Scan the entries below and tally the lines that include "MessagePusher". Return nothing but the tally.

::: DATA FOR PROCESSING :::

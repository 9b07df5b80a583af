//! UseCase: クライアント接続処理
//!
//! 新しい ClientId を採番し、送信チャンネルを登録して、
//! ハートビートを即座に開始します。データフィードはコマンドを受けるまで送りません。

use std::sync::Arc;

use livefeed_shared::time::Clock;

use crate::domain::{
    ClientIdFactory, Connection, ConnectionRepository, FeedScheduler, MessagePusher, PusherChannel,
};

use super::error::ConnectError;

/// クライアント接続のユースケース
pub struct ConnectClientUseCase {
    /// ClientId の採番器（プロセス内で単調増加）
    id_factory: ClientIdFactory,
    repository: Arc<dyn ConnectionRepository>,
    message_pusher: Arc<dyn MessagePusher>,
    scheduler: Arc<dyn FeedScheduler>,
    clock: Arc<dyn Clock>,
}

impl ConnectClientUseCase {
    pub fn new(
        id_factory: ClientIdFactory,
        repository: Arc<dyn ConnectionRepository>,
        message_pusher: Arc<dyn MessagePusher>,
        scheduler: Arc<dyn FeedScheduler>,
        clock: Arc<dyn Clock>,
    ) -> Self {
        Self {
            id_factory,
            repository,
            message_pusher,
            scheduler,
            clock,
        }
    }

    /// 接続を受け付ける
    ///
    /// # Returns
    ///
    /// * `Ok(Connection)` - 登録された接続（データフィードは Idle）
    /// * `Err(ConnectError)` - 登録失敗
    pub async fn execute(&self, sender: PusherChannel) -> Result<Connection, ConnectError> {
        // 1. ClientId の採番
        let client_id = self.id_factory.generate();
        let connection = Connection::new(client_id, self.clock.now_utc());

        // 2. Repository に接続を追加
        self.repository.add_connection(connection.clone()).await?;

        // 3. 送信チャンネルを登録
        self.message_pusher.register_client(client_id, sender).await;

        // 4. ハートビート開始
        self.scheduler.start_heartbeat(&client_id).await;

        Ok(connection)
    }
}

:::

*TASK RESULT*.
3